No, because nobody is looking that closely.   It's basically just prejudice that assumes that "legitimate" senders have static IP addresses, delegation of the corresponding zone in, and the knowledge to populate the PTR records.   Or to put it differently - it's prejudice that assumes that the only people who should be able to send mail are those with the resources to arrange for all of that.   (Which, given the shortage of IPv4 addresses, is getting more and more difficult to do.)

And the prejudice (like many kinds of prejudice) becomes self-fulfilling, because those who don't have the resources to do those things fail at their businesses, while those who don't necessarily care about delivering mail reliably (spammers, botnets) but only care about being able to deliver mail in significant volume, aren't eliminated.    It's exactly the same thing as a belief that "/those/ people don't drive nice cars and live in nice neighborhoods, so clearly they're doing something sketchy and should be treated with suspicion", which then causes those people to be marginalized and can force some of them to resort to sketchy means of making a living.

So yeah, I'm not a big fan of this kind of mechanism even if it seems to work under current conditions.    I certainly don't think it belongs in a stable protocol specification, because it relies on conditions that can and should change over time.

Small mail servers send and receive on the same address, so if they're going to work on IPv4 at all, they need a static v4 address.  Large providers do NAT64 for their customers, but that's not where they put their mail servers (or any servers that need an A record.)  They have a chunk of static v4 space for that, and that's where they put their outgoing mail hosts, too.

We need to give some thought to how this works across a transition away from a ubiquitous public IPv4 Internet, to an Internet that is a mixture of IPv4 and IPv6 (where not all parties have IPv4 access) and tied together by NATs of various kinds and interception proxies, and subsequently to an Internet in which IPv6 is ubiquitous and IPv4 is the rare exception.

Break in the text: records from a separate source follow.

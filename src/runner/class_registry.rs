//! Per-isolate table of native types exposed to scripts.
//!
//! Each registered native type maps to the prototype object scripts see, and
//! every object wrapped for that type is tracked alongside it. Entries hold
//! durable references into the isolate, so [`cleanup`] must run before the
//! isolate's contexts and the isolate itself go away. Hosts and modules can
//! also park arbitrary native data and teardown hooks per isolate.
//!
//! The table is thread local: an isolate is only ever used from the thread
//! that entered it.

use std::any::{type_name, Any, TypeId};
use std::cell::RefCell;
use std::collections::HashMap;
use std::rc::Rc;

use tracing::debug;

use crate::engine::{Engine, EngineError, IsolateId, JsValue};
use crate::runner::handle::Global;

#[derive(Debug, thiserror::Error)]
pub enum ClassError {
    #[error("class `{name}` is already registered for this isolate")]
    AlreadyRegistered { name: String },

    #[error("type `{type_name}` has no registered class")]
    Unregistered { type_name: String },

    #[error(transparent)]
    Engine(#[from] EngineError),
}

struct ClassEntry {
    name: String,
    prototype: Global<JsValue>,
    instances: Vec<Global<JsValue>>,
}

#[derive(Default)]
struct InstanceData {
    classes: HashMap<TypeId, ClassEntry>,
    external: HashMap<String, Box<dyn Any>>,
    hooks: Vec<Box<dyn FnOnce(IsolateId)>>,
}

thread_local! {
    static REGISTRY: RefCell<HashMap<IsolateId, InstanceData>> = RefCell::new(HashMap::new());
}

fn with_instance<R>(isolate: IsolateId, f: impl FnOnce(&mut InstanceData) -> R) -> R {
    REGISTRY.with(|r| f(r.borrow_mut().entry(isolate).or_default()))
}

fn with_existing<R>(isolate: IsolateId, f: impl FnOnce(&InstanceData) -> Option<R>) -> Option<R> {
    REGISTRY.with(|r| r.borrow().get(&isolate).and_then(f))
}

/// Expose native type `T` under `name`, with `prototype` as its scripted prototype.
pub fn register_class<T: 'static>(
    engine: &Rc<dyn Engine>,
    isolate: IsolateId,
    name: &str,
    prototype: JsValue,
) -> Result<(), ClassError> {
    register_class_id(engine, isolate, TypeId::of::<T>(), name, prototype)
}

/// [`register_class`] keyed by an already computed type identity.
///
/// Extension modules link their own copy of this crate; they reach the host's
/// table through this entry point instead of their own thread-local.
pub fn register_class_id(
    engine: &Rc<dyn Engine>,
    isolate: IsolateId,
    type_id: TypeId,
    name: &str,
    prototype: JsValue,
) -> Result<(), ClassError> {
    let exists = with_existing(isolate, |d| d.classes.get(&type_id).map(|_| ()));
    if exists.is_some() {
        return Err(ClassError::AlreadyRegistered {
            name: name.to_string(),
        });
    }
    let prototype = Global::new(engine, isolate, prototype)?;
    with_instance(isolate, |d| {
        d.classes.insert(
            type_id,
            ClassEntry {
                name: name.to_string(),
                prototype,
                instances: Vec::new(),
            },
        )
    });
    debug!(isolate = %isolate, class = name, "class registered");
    Ok(())
}

/// The prototype registered for `T`.
pub fn find_class<T: 'static>(isolate: IsolateId) -> Option<JsValue> {
    with_existing(isolate, |d| {
        d.classes
            .get(&TypeId::of::<T>())
            .and_then(|c| c.prototype.get())
    })
}

pub fn class_name<T: 'static>(isolate: IsolateId) -> Option<String> {
    with_existing(isolate, |d| {
        d.classes.get(&TypeId::of::<T>()).map(|c| c.name.clone())
    })
}

/// Track `object` as a scripted wrapper of a native `T`.
pub fn wrap_object<T: 'static>(
    engine: &Rc<dyn Engine>,
    isolate: IsolateId,
    object: JsValue,
) -> Result<(), ClassError> {
    wrap_object_id(engine, isolate, TypeId::of::<T>(), type_name::<T>(), object)
}

/// [`wrap_object`] keyed by an already computed type identity.
pub fn wrap_object_id(
    engine: &Rc<dyn Engine>,
    isolate: IsolateId,
    type_id: TypeId,
    type_name: &str,
    object: JsValue,
) -> Result<(), ClassError> {
    let registered = with_existing(isolate, |d| d.classes.get(&type_id).map(|_| ()));
    if registered.is_none() {
        return Err(ClassError::Unregistered {
            type_name: type_name.to_string(),
        });
    }
    let handle = Global::new(engine, isolate, object)?;
    with_instance(isolate, |d| {
        if let Some(entry) = d.classes.get_mut(&type_id) {
            entry.instances.push(handle);
        }
    });
    Ok(())
}

pub fn wrapped_count<T: 'static>(isolate: IsolateId) -> usize {
    with_existing(isolate, |d| {
        d.classes.get(&TypeId::of::<T>()).map(|c| c.instances.len())
    })
    .unwrap_or(0)
}

pub fn class_count(isolate: IsolateId) -> usize {
    with_existing(isolate, |d| Some(d.classes.len())).unwrap_or(0)
}

/// Attach native data to an isolate, replacing any previous value under `key`.
pub fn set_external_data(isolate: IsolateId, key: &str, data: Box<dyn Any>) {
    with_instance(isolate, |d| {
        d.external.insert(key.to_string(), data);
    });
}

pub fn has_external_data(isolate: IsolateId, key: &str) -> bool {
    with_existing(isolate, |d| d.external.get(key).map(|_| ())).is_some()
}

/// Run `hook` when the isolate's registry is cleaned up.
pub fn on_cleanup(isolate: IsolateId, hook: impl FnOnce(IsolateId) + 'static) {
    with_instance(isolate, |d| d.hooks.push(Box::new(hook)));
}

/// Drop every class, wrapped object, external datum and hook of `isolate`.
///
/// Safe to call repeatedly and on isolates that never registered anything.
/// Returns the number of classes removed.
pub fn cleanup(isolate: IsolateId) -> usize {
    let data = REGISTRY.with(|r| r.borrow_mut().remove(&isolate));
    let data = match data {
        Some(d) => d,
        None => return 0,
    };
    let InstanceData {
        classes,
        external,
        hooks,
    } = data;
    let count = classes.len();
    // Resetting the durable references calls back into the engine.
    drop(classes);
    drop(external);
    for hook in hooks {
        hook(isolate);
    }
    debug!(isolate = %isolate, classes = count, "class registry purged");
    count
}
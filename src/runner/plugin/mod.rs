//! Dynamic extension modules.
//!
//! A module is a shared library exporting one function named
//! [`PLUGIN_INIT_PROC_NAME`](crate::config::PLUGIN_INIT_PROC_NAME) with the
//! [`PluginInitFn`] signature. Loading a module by name:
//!
//! ```text
//! load_module("fs")
//!      ↓
//! 1. Already in the context's table? → return its exports
//! 2. Probe <search path>/fs<PLUGIN_SUFFIX> in order
//! 3. Open the library, resolve the entry point
//! 4. Call it with a PluginScope for the context's isolate
//! 5. Record { library, exports } under "fs"
//! ```
//!
//! Every failure before step 5 leaves the table untouched. An entry point that
//! returns `Err` is reported as [`ModuleError::Init`]: the library loaded fine
//! but the module refused to initialize.
//!
//! ## Unloading
//!
//! Scripts may hold values a module produced long after the context that
//! loaded it is gone, and function objects point into the library's code.
//! Whether a library is closed when its context is destroyed is therefore the
//! host's decision, expressed as an [`UnloadPolicy`]. The default keeps
//! libraries mapped.

pub mod entry;
pub mod loader;
pub mod table;

use std::cell::RefCell;
use std::path::PathBuf;
use std::rc::Rc;

use tracing::{debug, info};

pub use crate::config::UnloadPolicy;
pub use entry::{PluginInitFn, PluginScope};
pub use loader::{DylibLoader, LibraryLoader, NativeLibrary};
pub use table::{DynamicModule, ModuleTable};

use crate::config::PLUGIN_INIT_PROC_NAME;
use crate::engine::{ContextId, Engine, EngineError, IsolateId, JsValue};
use crate::runner::handle::{Global, HandleScope};

#[derive(Debug, thiserror::Error)]
pub enum ModuleError {
    #[error("module `{name}` not found (searched {searched:?})")]
    NotFound { name: String, searched: Vec<PathBuf> },

    #[error("failed to load {path:?}: {reason}")]
    Load { path: PathBuf, reason: String },

    #[error("{path:?} does not export `{symbol}`")]
    MissingEntryPoint { path: PathBuf, symbol: String },

    #[error("module `{name}` failed to initialize: {message}")]
    Init { name: String, message: String },

    #[error("context has been destroyed")]
    Inert,

    #[error(transparent)]
    Engine(#[from] EngineError),
}

impl ModuleError {
    /// The library loaded but its entry point reported a failure.
    pub fn is_init_failure(&self) -> bool {
        matches!(self, ModuleError::Init { .. })
    }
}

/// Module state shared between a context and its `require` helper.
pub(crate) struct ModuleHost {
    pub(crate) table: ModuleTable,
    pub(crate) search_paths: Vec<PathBuf>,
    pub(crate) loader: Rc<dyn LibraryLoader>,
    pub(crate) unload_policy: UnloadPolicy,
}

impl ModuleHost {
    pub(crate) fn new(
        search_paths: Vec<PathBuf>,
        loader: Rc<dyn LibraryLoader>,
        unload_policy: UnloadPolicy,
    ) -> Self {
        ModuleHost {
            table: ModuleTable::new(),
            search_paths,
            loader,
            unload_policy,
        }
    }
}

/// Load `name` into `context`, or return the exports it was loaded with before.
///
/// `host` is not borrowed while the module's entry point runs, so modules may
/// load other modules.
pub(crate) fn load(
    engine: &Rc<dyn Engine>,
    isolate: IsolateId,
    context: ContextId,
    host: &RefCell<ModuleHost>,
    name: &str,
) -> Result<JsValue, ModuleError> {
    let (loader, search_paths, policy) = {
        let host = host.borrow();
        if let Some(exports) = host.table.get(name).and_then(|m| m.exports()) {
            debug!(module = name, "module already loaded");
            return Ok(exports);
        }
        (
            host.loader.clone(),
            host.search_paths.clone(),
            host.unload_policy,
        )
    };

    let path = loader::resolve_module_path(&*loader, &search_paths, name)?;
    let library = loader.open(&path)?;
    let init = library.init_fn(PLUGIN_INIT_PROC_NAME)?;

    let outcome = {
        let _handles = HandleScope::new(&**engine, isolate)?;
        let mut scope = PluginScope::new(engine, isolate, context, name);
        init(&mut scope)
    };
    let exports = match outcome {
        Ok(v) => v,
        Err(message) => {
            // The module may already have handed code pointers to the engine.
            table::release_library(library, policy);
            return Err(ModuleError::Init {
                name: name.to_string(),
                message,
            });
        }
    };

    let handle = match Global::new(engine, isolate, exports.clone()) {
        Ok(h) => h,
        Err(e) => {
            table::release_library(library, policy);
            return Err(e.into());
        }
    };
    let record = DynamicModule::new(handle, path.clone(), library);
    let mut host = host.borrow_mut();
    if let Err(duplicate) = host.table.insert(name, record) {
        // Loaded re-entrantly while initializing; the first record wins.
        duplicate.finish(policy);
        if let Some(existing) = host.table.get(name).and_then(|m| m.exports()) {
            return Ok(existing);
        }
    }
    info!(module = name, path = ?path, "module loaded");
    Ok(exports)
}

/// Remove `name` from the table, release its exports and close its library.
pub(crate) fn unload(host: &RefCell<ModuleHost>, name: &str) -> bool {
    let record = host.borrow_mut().table.remove(name);
    match record {
        Some(module) => {
            module.finish(UnloadPolicy::Unload);
            info!(module = name, "module unloaded");
            true
        }
        None => false,
    }
}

To me it appears that EHLO argument verification imposes unreasonable constraints on enterprise networks, mail providers, and network operators which have nothing to do with the legitimacy of their content.

Also remember that mail hosts don't need a lot of address space. I've seen estimates of the total number of SMTP hosts in the 100,000 range.

Fair, but why should we need to retain _any_ semblance of a public IPv4 Internet just so mail can be delivered reliably as the Internet transitions to IPv6?   Or alternatively, why should there need to be a flag day at which SMTP servers have to turn off EHLO verification?